La unidad negra se abrió con la fecha de cumpleaños de Daniel y la mía.
Dentro había grabaciones, contratos, transferencias bancarias, mensajes privados y un archivo de vídeo titulado: SI MUERO.
Casi no pude darle al botón de reproducir.
Daniel apareció en la pantalla de nuestra cocina, con el pelo revuelto, la corbata floja y los ojos cansados.
«Mara», dijo, «si estás viendo esto, por fin han accionado contra mí».
Me tapé la boca.
Me lo explicó todo. Voss Meridian, el imperio de la construcción de su familia, había estado blanqueando dinero mediante contratos de seguridad falsos. Víctor se encargaba de las cuentas. Evelyn presionaba a los testigos. Daniel había estado reuniendo pruebas para los fiscales federales.
«Quería decírtelo después de la boda», dijo. «Sin antes. Quería un día perfecto contigo».

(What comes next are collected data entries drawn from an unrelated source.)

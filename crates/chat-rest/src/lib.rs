//! # chat-rest
//!
//! Rate-limited REST access: bucket keys, per-bucket queues, a scheduler that
//! honours server rate-limit headers, and a `reqwest` executor behind a trait.

pub mod bucket;
pub mod client;
pub mod error;
pub mod executor;
pub mod headers;
mod queue;
pub mod request;
pub mod route;
pub mod scheduler;

pub use bucket::{BucketSnapshot, RateBucket};
pub use client::{GatewayBot, RestClient, SessionStartLimit};
pub use error::{RestError, RestResult};
pub use executor::{HttpExecutor, RequestExecutor};
pub use headers::RateLimitHeaders;
pub use request::{ApiRequest, ApiResponse, RequestOptions};
pub use route::Route;
pub use scheduler::{RateLimitScheduler, SchedulerStats};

Las lágrimas empañaron su rostro.
Entonces su voz se endureció. «Cree que eres débil. Que lo piensen. Creen que solo eres mi esposa. No saben que fuiste el mejor analista forense de litigios que Mason & Vale haya tenido jamás».
Esa fue la primera vez que reí después de su muerte.
Sonó forzada.
Pero era real.
Evelyn y Victor se volvieron descuidados porque creían que el dolor me había vuelto estúpida.

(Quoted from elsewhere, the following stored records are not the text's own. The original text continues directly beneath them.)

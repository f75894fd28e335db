//! Reconnect backoff
//!
//! `delay = min(base * 2^attempt, cap) + uniform(0, delay * jitter)`

use chat_common::BackoffConfig;
use rand::Rng;
use std::time::Duration;

/// Delay before reconnect attempt number `attempt` (0-based)
pub fn reconnect_delay(config: &BackoffConfig, attempt: u32) -> Duration {
    delay_with_sample(config, attempt, rand::thread_rng().gen::<f64>())
}

/// Deterministic form of [`reconnect_delay`]; `sample` is the jitter draw in `[0, 1]`
pub fn delay_with_sample(config: &BackoffConfig, attempt: u32, sample: f64) -> Duration {
    let factor = 1u32.checked_shl(attempt).unwrap_or(u32::MAX);
    let delay = config.base.saturating_mul(factor).min(config.cap);

    let jitter = config.jitter.clamp(0.0, 1.0) * sample.clamp(0.0, 1.0);
    delay + delay.mul_f64(jitter)
}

Me enviaron flores sin tarjeta.
Enviaron a un médico para que me declare emocionalmente inestable.
Enviaron a un abogado con un documento que les otorgaba el control de la herencia de Daniel “para mi protección”.
No firmé nada.
Victor volvió a visitarme, vestido con un traje gris y con una sonrisa depredadora.
“¿Sigues finciendo que importas?”, preguntó.
Para entonces, yo estaba de pie, con una mano agarrando un bastón.
“¿Has venido hasta aquí para insultar a una mujer herida?”
“Vine a darte una última oportunidad”. Dejó un cheque sobre mi mesa. “Diez millones. Desaparece”.
Miré el número.
Luego lo miré a él.
“Daniel valía más”.
Víctor apretó la mandíbula. “Daniel era débil. Te eligió a ti, y mira lo que pasó”.
Quise romperle el bastón en la cara. En vez de eso, doblé el check una, dos veces, y lo guardé en el cajón.
—Gracias —dije—.
—¿Por qué?
—Por demostrar que tienes miedo.
Se río, pero su mirada se desvaneció.
Ese cheque tenía números de ruta. Vinculaciones a cuentas corporativas. Una autorización de firma de una empresa fantasma que ya figuraba en los archivos de Daniel.
Se habían equivocado de viuda.
Durante dos semanas, fingi estar indefensa.
Dejé que Evelyn les dijera a los periodistas que estaba «frágil».
Dejé que Victor solicitara al tribunal que congelara los bienes de Daniel.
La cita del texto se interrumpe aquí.